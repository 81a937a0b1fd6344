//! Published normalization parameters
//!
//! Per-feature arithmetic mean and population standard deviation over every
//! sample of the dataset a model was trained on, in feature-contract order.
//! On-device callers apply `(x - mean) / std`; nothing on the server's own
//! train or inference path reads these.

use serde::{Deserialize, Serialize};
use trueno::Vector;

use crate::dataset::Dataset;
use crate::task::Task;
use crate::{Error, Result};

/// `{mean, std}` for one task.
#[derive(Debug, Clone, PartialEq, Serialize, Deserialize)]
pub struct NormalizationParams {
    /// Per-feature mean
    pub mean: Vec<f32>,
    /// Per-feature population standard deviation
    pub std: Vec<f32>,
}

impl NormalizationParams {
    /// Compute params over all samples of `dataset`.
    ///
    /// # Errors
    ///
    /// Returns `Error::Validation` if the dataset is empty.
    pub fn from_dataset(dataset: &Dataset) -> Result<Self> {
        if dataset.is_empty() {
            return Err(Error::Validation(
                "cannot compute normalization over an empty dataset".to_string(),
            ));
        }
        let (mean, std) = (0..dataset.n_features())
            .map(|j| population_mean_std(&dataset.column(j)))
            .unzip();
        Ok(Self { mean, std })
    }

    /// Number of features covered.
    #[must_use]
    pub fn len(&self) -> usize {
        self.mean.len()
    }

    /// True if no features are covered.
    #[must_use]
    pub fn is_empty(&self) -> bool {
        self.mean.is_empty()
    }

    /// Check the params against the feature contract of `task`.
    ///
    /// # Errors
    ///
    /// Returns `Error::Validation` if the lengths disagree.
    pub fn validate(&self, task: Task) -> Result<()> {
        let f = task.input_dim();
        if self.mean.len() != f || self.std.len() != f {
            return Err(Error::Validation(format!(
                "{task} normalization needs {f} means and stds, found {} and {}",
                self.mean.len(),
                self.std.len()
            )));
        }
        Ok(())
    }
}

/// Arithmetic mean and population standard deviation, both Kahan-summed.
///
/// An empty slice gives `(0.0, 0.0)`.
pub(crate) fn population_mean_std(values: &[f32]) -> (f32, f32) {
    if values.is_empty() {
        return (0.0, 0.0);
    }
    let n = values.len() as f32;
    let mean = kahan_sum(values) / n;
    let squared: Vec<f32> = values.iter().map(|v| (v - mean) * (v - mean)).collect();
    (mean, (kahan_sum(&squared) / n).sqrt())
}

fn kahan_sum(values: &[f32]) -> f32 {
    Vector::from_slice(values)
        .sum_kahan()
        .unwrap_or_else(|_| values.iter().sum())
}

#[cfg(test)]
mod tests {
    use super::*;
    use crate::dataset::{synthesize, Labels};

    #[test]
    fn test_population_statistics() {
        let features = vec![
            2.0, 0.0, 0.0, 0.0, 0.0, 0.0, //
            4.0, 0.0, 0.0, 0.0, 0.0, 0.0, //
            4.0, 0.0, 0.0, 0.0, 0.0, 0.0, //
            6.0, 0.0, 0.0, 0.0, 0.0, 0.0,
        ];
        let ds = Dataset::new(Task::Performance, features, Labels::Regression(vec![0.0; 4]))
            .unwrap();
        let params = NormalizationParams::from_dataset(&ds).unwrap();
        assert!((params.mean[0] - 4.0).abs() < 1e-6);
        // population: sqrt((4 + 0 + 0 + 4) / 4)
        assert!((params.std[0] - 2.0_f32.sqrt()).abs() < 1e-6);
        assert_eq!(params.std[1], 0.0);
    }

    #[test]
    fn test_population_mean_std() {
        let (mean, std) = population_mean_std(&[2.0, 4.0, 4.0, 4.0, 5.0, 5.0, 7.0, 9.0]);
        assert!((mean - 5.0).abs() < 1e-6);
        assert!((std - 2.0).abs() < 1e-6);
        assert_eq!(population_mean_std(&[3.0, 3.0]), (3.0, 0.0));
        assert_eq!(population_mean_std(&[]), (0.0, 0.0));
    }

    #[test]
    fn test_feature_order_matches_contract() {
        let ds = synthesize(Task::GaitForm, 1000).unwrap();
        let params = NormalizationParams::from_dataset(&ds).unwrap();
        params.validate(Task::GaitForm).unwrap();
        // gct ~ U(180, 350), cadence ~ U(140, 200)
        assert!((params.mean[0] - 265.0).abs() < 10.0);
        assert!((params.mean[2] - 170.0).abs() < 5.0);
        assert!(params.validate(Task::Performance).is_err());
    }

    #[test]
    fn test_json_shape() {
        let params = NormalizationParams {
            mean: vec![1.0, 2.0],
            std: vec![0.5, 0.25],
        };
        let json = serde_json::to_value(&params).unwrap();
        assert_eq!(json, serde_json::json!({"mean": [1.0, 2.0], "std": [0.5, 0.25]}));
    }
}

------------------------

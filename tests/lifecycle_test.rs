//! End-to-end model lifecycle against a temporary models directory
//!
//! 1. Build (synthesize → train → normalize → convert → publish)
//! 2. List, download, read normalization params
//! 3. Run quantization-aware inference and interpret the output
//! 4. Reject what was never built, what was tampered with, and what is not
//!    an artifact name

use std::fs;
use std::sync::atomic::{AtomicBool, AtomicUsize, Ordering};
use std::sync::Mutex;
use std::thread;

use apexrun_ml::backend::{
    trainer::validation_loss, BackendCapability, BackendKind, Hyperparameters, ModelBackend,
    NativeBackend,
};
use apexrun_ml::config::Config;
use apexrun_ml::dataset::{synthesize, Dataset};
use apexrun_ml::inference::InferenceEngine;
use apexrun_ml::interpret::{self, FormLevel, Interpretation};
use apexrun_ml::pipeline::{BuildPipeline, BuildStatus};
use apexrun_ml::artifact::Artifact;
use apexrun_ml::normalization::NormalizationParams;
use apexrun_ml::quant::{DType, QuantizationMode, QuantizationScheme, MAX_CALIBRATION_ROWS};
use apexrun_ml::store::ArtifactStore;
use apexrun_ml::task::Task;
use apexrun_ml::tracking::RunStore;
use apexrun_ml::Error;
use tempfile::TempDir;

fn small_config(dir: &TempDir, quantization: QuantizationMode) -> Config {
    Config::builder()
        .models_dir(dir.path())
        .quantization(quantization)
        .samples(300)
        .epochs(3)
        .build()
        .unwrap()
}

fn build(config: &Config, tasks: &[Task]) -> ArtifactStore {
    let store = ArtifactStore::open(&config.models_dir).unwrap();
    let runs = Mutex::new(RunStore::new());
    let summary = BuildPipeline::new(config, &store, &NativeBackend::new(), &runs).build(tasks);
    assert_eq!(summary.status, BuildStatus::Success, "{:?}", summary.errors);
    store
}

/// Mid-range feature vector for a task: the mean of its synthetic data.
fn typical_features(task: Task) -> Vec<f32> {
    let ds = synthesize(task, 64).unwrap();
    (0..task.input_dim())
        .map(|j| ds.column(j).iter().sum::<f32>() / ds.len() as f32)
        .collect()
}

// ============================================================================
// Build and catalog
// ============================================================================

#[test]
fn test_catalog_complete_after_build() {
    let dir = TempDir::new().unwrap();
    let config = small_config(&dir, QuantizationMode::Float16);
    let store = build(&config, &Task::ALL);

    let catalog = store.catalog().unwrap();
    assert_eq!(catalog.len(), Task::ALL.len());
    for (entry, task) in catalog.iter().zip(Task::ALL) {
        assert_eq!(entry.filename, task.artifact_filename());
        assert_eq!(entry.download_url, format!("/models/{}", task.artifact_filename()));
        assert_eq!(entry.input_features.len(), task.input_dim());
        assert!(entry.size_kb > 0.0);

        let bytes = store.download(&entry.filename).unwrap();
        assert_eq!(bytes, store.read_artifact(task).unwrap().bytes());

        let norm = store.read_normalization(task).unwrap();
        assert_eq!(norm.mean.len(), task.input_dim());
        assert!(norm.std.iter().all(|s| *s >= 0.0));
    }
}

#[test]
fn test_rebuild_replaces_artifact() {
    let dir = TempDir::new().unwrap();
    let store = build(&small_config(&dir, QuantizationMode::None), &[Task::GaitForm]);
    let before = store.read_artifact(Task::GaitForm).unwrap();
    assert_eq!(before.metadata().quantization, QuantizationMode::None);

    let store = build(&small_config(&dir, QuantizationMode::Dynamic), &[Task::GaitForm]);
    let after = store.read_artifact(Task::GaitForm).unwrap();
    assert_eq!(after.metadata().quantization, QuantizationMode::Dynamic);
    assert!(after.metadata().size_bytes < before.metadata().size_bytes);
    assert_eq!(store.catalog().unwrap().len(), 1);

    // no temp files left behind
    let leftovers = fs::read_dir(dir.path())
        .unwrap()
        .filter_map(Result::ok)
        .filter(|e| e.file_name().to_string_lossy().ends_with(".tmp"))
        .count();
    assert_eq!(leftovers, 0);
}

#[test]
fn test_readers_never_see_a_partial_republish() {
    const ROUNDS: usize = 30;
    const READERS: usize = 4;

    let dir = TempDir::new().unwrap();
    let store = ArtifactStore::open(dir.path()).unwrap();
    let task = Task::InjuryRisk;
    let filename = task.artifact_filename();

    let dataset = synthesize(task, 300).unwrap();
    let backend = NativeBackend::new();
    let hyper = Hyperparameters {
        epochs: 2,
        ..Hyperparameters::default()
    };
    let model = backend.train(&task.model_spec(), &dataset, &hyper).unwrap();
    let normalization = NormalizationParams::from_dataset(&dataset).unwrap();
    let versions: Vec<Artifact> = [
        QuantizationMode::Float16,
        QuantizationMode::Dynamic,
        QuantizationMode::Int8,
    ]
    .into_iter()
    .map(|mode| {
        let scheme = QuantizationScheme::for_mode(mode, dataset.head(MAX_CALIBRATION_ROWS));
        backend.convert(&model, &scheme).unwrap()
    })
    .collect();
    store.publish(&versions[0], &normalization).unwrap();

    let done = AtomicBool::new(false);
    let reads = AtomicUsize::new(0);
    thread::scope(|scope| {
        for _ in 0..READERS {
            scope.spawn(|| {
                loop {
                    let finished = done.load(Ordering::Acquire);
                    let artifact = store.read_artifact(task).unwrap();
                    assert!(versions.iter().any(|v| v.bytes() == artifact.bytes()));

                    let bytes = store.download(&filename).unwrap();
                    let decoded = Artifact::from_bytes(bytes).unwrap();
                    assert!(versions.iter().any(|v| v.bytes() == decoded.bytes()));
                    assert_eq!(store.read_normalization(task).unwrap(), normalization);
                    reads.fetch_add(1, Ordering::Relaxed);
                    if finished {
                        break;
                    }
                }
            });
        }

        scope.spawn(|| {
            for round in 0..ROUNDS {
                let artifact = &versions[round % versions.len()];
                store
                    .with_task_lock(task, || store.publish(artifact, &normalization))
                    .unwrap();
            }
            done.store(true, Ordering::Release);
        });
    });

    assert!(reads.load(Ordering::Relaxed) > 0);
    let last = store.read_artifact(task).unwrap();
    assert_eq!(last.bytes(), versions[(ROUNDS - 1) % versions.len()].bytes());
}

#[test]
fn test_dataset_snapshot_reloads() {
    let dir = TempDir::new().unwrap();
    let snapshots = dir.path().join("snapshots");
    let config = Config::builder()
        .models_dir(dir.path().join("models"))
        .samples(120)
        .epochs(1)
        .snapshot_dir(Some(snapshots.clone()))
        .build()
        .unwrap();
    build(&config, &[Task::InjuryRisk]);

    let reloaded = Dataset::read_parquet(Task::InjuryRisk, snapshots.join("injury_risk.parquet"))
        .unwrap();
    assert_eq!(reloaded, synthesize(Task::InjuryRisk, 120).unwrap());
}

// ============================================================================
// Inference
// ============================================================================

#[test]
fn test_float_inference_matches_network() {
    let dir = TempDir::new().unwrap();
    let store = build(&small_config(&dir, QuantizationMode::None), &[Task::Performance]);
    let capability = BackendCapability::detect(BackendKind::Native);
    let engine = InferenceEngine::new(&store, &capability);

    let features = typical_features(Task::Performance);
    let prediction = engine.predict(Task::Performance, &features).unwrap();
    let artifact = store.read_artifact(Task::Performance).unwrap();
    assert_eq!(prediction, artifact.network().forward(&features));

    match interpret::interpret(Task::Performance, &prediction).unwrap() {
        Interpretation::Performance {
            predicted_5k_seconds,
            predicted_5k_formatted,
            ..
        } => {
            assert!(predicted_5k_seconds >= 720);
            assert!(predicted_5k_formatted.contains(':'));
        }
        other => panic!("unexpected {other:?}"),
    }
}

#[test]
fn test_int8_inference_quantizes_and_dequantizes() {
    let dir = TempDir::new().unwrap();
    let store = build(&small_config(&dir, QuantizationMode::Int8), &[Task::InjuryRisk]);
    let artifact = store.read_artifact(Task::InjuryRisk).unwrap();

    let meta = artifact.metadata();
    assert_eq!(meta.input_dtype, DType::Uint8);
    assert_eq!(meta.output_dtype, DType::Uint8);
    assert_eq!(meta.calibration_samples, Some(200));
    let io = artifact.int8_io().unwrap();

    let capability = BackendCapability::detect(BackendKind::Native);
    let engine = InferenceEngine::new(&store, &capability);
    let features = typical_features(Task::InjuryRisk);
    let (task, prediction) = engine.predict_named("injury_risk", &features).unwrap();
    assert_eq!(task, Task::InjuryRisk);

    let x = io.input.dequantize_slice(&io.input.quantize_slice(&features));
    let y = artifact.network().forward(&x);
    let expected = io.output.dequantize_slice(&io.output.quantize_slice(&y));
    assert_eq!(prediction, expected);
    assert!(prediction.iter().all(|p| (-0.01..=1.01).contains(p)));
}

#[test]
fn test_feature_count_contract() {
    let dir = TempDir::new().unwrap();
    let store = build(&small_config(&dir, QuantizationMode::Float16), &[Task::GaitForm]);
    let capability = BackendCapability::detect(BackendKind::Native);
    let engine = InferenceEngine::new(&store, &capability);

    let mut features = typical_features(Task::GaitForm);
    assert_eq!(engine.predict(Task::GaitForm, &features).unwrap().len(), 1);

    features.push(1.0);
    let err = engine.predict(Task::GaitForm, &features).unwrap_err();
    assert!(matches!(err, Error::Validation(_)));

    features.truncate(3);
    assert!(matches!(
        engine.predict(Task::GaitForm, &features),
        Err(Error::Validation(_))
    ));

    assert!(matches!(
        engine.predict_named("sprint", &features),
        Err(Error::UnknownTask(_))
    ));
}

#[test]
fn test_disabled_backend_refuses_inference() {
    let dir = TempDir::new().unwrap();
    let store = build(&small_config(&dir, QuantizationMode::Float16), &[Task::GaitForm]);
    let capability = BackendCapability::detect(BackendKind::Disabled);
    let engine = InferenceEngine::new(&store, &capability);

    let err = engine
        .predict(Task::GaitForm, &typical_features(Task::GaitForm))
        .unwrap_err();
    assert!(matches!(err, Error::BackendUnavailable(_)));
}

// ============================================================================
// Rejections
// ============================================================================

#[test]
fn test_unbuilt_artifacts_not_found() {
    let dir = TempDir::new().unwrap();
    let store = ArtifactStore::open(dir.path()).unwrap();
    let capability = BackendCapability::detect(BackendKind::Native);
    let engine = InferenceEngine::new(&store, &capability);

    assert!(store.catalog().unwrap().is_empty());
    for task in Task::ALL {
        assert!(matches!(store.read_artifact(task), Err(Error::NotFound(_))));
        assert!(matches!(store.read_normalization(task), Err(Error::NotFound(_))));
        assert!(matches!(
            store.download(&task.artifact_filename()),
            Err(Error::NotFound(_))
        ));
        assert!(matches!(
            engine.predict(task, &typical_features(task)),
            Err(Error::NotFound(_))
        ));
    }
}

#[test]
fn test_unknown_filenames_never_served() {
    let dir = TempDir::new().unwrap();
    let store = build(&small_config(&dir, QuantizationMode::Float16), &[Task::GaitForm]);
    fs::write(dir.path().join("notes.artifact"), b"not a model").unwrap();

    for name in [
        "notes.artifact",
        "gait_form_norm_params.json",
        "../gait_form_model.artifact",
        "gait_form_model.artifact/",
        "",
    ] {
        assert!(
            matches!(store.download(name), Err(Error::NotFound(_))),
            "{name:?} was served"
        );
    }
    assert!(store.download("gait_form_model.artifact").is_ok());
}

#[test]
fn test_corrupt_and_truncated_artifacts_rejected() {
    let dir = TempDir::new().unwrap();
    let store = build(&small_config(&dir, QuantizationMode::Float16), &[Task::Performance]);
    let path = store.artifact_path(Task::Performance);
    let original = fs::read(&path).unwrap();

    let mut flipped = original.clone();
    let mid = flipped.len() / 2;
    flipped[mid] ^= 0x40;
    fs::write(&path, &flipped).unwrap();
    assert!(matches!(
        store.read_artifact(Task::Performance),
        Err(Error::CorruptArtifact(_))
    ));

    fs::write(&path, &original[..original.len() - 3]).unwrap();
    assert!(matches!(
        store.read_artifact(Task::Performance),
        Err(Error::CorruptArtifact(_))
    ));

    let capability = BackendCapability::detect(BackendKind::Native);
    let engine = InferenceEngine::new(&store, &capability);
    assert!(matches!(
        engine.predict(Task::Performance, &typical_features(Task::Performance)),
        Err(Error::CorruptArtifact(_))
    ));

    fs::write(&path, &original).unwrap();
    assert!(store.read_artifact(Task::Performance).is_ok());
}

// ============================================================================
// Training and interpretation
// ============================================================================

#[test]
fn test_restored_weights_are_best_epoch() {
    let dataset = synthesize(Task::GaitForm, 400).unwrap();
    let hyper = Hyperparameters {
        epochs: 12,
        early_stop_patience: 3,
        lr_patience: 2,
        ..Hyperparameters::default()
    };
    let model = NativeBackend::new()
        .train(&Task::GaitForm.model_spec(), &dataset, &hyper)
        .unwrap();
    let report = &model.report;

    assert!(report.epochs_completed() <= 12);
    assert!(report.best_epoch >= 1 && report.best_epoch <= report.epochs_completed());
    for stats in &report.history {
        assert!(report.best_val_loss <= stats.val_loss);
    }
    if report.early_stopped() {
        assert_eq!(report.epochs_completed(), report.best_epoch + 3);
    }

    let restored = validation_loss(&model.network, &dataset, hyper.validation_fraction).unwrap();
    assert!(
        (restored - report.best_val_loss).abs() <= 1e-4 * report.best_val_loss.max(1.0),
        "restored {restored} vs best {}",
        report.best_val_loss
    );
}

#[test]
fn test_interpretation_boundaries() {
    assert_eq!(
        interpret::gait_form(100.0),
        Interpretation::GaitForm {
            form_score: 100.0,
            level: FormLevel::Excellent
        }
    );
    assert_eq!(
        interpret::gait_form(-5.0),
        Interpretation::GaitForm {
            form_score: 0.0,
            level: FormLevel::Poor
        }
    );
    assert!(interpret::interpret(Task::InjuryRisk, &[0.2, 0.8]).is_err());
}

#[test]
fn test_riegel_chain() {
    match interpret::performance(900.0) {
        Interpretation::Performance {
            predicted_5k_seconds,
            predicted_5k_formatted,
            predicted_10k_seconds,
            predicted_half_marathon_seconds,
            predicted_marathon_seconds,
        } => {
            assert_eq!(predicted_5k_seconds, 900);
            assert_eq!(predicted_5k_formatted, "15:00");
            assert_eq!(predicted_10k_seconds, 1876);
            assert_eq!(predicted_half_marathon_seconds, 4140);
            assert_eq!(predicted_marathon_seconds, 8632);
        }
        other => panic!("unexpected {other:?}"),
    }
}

------------------------

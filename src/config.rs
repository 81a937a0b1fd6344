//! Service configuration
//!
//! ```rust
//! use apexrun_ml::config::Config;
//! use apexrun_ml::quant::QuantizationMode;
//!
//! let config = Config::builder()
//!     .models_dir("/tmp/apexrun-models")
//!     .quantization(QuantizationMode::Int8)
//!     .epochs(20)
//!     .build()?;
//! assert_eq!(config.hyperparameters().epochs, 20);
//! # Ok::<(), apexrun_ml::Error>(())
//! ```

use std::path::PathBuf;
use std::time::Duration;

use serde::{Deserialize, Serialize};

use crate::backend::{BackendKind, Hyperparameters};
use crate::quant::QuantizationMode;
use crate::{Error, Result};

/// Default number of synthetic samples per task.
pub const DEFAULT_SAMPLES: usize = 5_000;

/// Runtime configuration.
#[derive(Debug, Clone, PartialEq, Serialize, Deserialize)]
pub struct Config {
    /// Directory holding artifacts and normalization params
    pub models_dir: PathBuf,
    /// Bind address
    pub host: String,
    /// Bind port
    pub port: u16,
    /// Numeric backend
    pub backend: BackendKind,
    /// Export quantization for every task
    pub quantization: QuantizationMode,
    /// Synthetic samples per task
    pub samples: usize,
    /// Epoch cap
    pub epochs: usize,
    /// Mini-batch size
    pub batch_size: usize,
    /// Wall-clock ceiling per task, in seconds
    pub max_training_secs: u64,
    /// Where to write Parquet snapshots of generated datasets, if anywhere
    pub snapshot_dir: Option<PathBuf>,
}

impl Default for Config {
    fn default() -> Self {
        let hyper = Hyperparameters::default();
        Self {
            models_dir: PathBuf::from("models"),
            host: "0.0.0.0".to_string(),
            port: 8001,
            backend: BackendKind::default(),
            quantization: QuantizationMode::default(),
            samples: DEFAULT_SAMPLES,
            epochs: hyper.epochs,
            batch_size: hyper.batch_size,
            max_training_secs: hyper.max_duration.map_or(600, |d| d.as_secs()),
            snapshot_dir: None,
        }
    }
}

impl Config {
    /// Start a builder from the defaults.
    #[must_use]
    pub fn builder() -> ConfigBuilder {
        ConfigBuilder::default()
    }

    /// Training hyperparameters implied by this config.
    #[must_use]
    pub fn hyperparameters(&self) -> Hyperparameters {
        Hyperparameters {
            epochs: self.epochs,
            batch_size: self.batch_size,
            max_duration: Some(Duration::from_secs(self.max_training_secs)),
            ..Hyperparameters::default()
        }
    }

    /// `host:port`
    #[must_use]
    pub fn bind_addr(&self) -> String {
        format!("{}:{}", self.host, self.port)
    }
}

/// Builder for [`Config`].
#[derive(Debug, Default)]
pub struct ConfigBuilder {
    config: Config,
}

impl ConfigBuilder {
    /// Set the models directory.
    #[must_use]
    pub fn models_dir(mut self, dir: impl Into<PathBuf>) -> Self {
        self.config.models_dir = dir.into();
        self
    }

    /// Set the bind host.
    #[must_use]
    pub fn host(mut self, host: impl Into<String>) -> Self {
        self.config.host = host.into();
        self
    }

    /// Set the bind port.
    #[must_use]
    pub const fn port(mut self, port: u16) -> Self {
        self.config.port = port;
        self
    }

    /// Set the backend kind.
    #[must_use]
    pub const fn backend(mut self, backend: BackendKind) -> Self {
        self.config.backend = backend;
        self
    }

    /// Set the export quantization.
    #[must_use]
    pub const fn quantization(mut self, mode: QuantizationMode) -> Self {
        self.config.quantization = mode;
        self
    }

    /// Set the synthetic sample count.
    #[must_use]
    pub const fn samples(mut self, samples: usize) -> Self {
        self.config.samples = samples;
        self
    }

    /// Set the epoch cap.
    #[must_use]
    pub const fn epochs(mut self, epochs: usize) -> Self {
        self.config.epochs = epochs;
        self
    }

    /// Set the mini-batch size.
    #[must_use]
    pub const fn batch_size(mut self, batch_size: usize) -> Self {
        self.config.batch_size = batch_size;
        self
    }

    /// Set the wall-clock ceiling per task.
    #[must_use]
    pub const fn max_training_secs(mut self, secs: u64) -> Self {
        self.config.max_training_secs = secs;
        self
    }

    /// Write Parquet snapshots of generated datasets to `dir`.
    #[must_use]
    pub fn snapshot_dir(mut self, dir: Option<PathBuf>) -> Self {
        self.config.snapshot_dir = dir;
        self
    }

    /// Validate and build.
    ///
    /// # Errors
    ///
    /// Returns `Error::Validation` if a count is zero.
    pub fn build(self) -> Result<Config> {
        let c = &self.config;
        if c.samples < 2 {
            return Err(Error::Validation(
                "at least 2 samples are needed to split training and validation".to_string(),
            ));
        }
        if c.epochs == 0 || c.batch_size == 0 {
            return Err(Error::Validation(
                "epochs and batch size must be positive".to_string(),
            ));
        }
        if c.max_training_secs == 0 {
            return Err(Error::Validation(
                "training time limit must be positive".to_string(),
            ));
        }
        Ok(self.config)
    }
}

------------------------

Action item:
Which lines above contain the word "Labels"? Copy each one.

Written reply:
    use crate::dataset::{synthesize, Labels};
        let ds = Dataset::new(Task::Performance, features, Labels::Regression(vec![0.0; 4]))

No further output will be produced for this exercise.